Daal-rice, so far considered the most basic meal, is now set to get even more costly for the common man, as the Associated Chambers of Commerce and Industry of India (Assocham) has predicted that rice prices will rise considerably in the coming months.
The Assocham report has warned that unless swift action is taken, rice prices will rise considerably by 2016. However, traders and officials at APMC grains market (pictured above) have rubbished this claim
The report warned that this was because of twin factors — not only is the poor rainfall expected to result in a shortfall in rice production this year, but the government’s stock of the staple grain has also been declining in the past few years.
This is further bad news for the common man, still reeling under sky-high daal prices. The government has estimated that the Kharif yield of rice will fall to 90.6 million metric tonnes (MMT), compared to 90.86 MMT in the corresponding period in 2014-15 and 91.5 MMT in the year before that.
This is due to poor rainfall in the states of Punjab, Haryana, Uttar Pradesh, Bihar, Maharashtra and Karnataka – all rice growing regions. Kharif crops (sown in June and harvested in September-October), which provide about half of the year’s food grains supply, are largely dependant upon the monsoon, which contributes 90% of the rainfall in India.
Based on these figures, an Assocham study has further estimated that the total production of rice is likely to go no higher than 103 MMT in 2015-16, falling short of the annual consumption of 108 MMT across the country.
While the production figure for this year is not vastly different from the past two years (see box), matters are made worse by the steady decline in rice stocks – used by the government to cover any shortfall in the market – over the past few years, from 24.59 MMT in 2012 to 13.89 MMT this year. Unless timely action is taken, rice prices will steadily move up by 2016, warned the report.
‘No price rise’
On the other hand, traders and officials at the wholesale APMC market at Vashi have rubbished these claims made by Assocham.
“Rice is cheap at present. We do not see any immediate impact on the prices of rice in coming months, as the market is stable. Even if it increases, the impact would be minimal,” said Kanji Gala, secretary of the Grain, Rice and Oilseeds Merchants’ Association (GROMA).

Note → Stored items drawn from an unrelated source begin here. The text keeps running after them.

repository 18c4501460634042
use crate::{
    cli::actions::Profile,
    orchestrator::{IssueCard, Orchestrator},
    portal::{Amount, IssuedCard, Validity},
    secure3ds::TerminalPrompt,
};
use anyhow::{Context, Result};
use tracing::debug;

#[derive(Debug)]
pub struct Args {
    pub profile: Profile,
    pub amount: Amount,
    pub validity: Validity,
}

/// Issue one card number and print it.
///
/// # Errors
/// Returns an error if the credentials cannot be fetched or the portal refuses.
pub async fn execute(args: Args) -> Result<()> {
    let card = issue(args).await?;
    println!("\n{card}\n");
    Ok(())
}

async fn issue(args: Args) -> Result<IssuedCard> {
    let config = args.profile.config();
    debug!("amount: {}", args.amount);
    debug!("expire in: {} months", args.validity.months());

    let credentials = args
        .profile
        .store
        .credentials(&config)
        .await
        .context("unable to fetch the portal credentials")?;

    let operation = IssueCard {
        amount: args.amount,
        currency: config.currency.clone(),
        validity: args.validity,
    };

    let orchestrator = Orchestrator::new(config, TerminalPrompt)?;
    Ok(orchestrator.run(&credentials, operation).await?)
}
use secrecy::SecretString;

/// Vault connection used when the credentials live in a KV v2 mount.
#[derive(Debug, Clone)]
pub struct GlobalArgs {
    pub vault_url: String,
    pub vault_token: SecretString,
    pub vault_mount: String,
    pub vault_field: String,
}

impl GlobalArgs {
    #[must_use]
    pub fn new(vurl: String) -> Self {
        Self {
            vault_url: vurl,
            vault_token: SecretString::default(),
            vault_mount: "secret".to_string(),
            vault_field: "value".to_string(),
        }
    }

    pub fn set_token(&mut self, token: SecretString) {
        self.vault_token = token;
    }
}
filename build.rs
fn main() {
    built::write_built_file().expect("Failed to acquire build-time information");
}
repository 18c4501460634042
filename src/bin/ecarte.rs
use anyhow::Result;
use ecarte::cli::{report, start};

#[tokio::main]
async fn main() -> Result<()> {
    let action = start()?;

    if let Err(err) = action.execute().await {
        report::error(&err);
        std::process::exit(1);
    }

    Ok(())
}
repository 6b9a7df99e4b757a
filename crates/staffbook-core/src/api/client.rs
//! REST client for the employee collection.
//!
//! The remote store exposes one collection resource:
//!
//! - `GET {base}` lists all employees
//! - `GET {base}/{id}` fetches one
//! - `POST {base}` creates (no id in the body)
//! - `PUT {base}/{id}` replaces the full field set
//! - `DELETE {base}/{id}` removes
//!
//! Every call is sent exactly once. There is no retry and no timeout.

use async_trait::async_trait;
use reqwest::{header, Client};
use serde::{de::DeserializeOwned, Serialize};
use tracing::debug;

use crate::models::{Employee, EmployeeId};

use super::ApiError;

/// Operations the view needs from the remote store.
#[async_trait]
pub trait EmployeeStore: Send + Sync {
    async fn list_all(&self) -> Result<Vec<Employee>, ApiError>;

    async fn get_by_id(&self, id: &EmployeeId) -> Result<Employee, ApiError>;

    /// Create a record. Any id on `employee` is ignored; the store assigns one.
    async fn create(&self, employee: &Employee) -> Result<Employee, ApiError>;

    async fn update(&self, id: &EmployeeId, employee: &Employee) -> Result<Employee, ApiError>;

    async fn remove(&self, id: &EmployeeId) -> Result<(), ApiError>;
}

/// REST implementation of [`EmployeeStore`].
/// Clone is cheap - reqwest::Client uses Arc internally for connection pooling.
#[derive(Clone)]
pub struct ApiClient {
    client: Client,
    base_url: String,
}

impl ApiClient {
    /// Create a client for the collection at `base_url`.
    pub fn new(base_url: impl Into<String>) -> Result<Self, ApiError> {
        let client = Client::builder().build()?;
        Ok(Self::with_client(client, base_url))
    }

    /// Create a client that shares an existing connection pool.
    pub fn with_client(client: Client, base_url: impl Into<String>) -> Self {
        let base_url = base_url.into().trim_end_matches('/').to_string();
        Self { client, base_url }
    }

    pub fn base_url(&self) -> &str {
        &self.base_url
    }

    fn item_url(&self, id: &EmployeeId) -> String {
        format!("{}/{}", self.base_url, id)
    }

    /// Check if response is successful, returning an error with body if not.
    async fn check_response(response: reqwest::Response) -> Result<reqwest::Response, ApiError> {
        if response.status().is_success() {
            Ok(response)
        } else {
            let status = response.status();
            let body = response.text().await.unwrap_or_default();
            Err(ApiError::from_status(status, &body))
        }
    }

    async fn decode<T: DeserializeOwned>(response: reqwest::Response, url: &str) -> Result<T, ApiError> {
        let text = response.text().await?;
        serde_json::from_str(&text).map_err(|e| {
            ApiError::InvalidResponse(format!("Failed to parse response from {}: {}", url, e))
        })
    }

    async fn get<T: DeserializeOwned>(&self, url: &str) -> Result<T, ApiError> {
        let response = self
            .client
            .get(url)
            .header(header::ACCEPT, "application/json")
            .send()
            .await?;
        let response = Self::check_response(response).await?;
        Self::decode(response, url).await
    }

    async fn send_json<T: DeserializeOwned, B: Serialize + ?Sized>(
        &self,
        method: reqwest::Method,
        url: &str,
        body: &B,
    ) -> Result<T, ApiError> {
        let response = self
            .client
            .request(method, url)
            .header(header::ACCEPT, "application/json")
            .json(body)
            .send()
            .await?;
        let response = Self::check_response(response).await?;
        Self::decode(response, url).await
    }
}

#[async_trait]
impl EmployeeStore for ApiClient {
    async fn list_all(&self) -> Result<Vec<Employee>, ApiError> {
        debug!(url = %self.base_url, "Fetching employee list");
        let employees: Vec<Employee> = self.get(&self.base_url).await?;
        debug!(count = employees.len(), "Employee list received");
        Ok(employees)
    }

    async fn get_by_id(&self, id: &EmployeeId) -> Result<Employee, ApiError> {
        let url = self.item_url(id);
        debug!(%id, "Fetching employee");
        self.get(&url).await
    }

    async fn create(&self, employee: &Employee) -> Result<Employee, ApiError> {
        debug!(name = %employee.name, "Creating employee");
        let body = employee.without_id();
        self.send_json(reqwest::Method::POST, &self.base_url, &body).await
    }

    async fn update(&self, id: &EmployeeId, employee: &Employee) -> Result<Employee, ApiError> {
        let url = self.item_url(id);
        debug!(%id, "Updating employee");
        let body = employee.without_id();
        self.send_json(reqwest::Method::PUT, &url, &body).await
    }

    async fn remove(&self, id: &EmployeeId) -> Result<(), ApiError> {
        let url = self.item_url(id);
        debug!(%id, "Deleting employee");
        let response = self.client.delete(&url).send().await?;
        // Body is ignored on success
        Self::check_response(response).await?;
        Ok(())
    }
}

#[cfg(test)]
mod tests {
    use super::*;

    #[test]
    fn test_base_url_trailing_slash_trimmed() {
        let api = ApiClient::new("http://localhost:3000/api/employees/").expect("client");
        assert_eq!(api.base_url(), "http://localhost:3000/api/employees");
        assert_eq!(
            api.item_url(&EmployeeId::from("7")),
            "http://localhost:3000/api/employees/7"
        );
    }

    #[test]
    fn test_clone_shares_base_url() {
        let api = ApiClient::new("http://localhost/e").expect("client");
        let copy = api.clone();
        assert_eq!(copy.base_url(), api.base_url());
    }
}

Even officials from the APMC grain market maintain the same belief. Ravindra Patil, deputy secretary of the grain market, told mid-day, “Considering the present market situation, we do not see any price rise in rice.”
‘Bound to happen’
According to Manju Negi, public relations director at ASSOCHAM, a price rise is bound to happen. “Apart from poor rainfall this year, decreasing stock in the past years will also be responsible for the price rise. Though the markets are stable now, in coming months, the scenario will change. The hike in rice prices cannot be predicted as of now.
It depends upon the harvest. There can be a hike of 10-15% or even more than that,” said Negi, adding that the study had been conducted on the basis of details of climatic conditions from across the country, provided by the India Meteorological Department (IMD).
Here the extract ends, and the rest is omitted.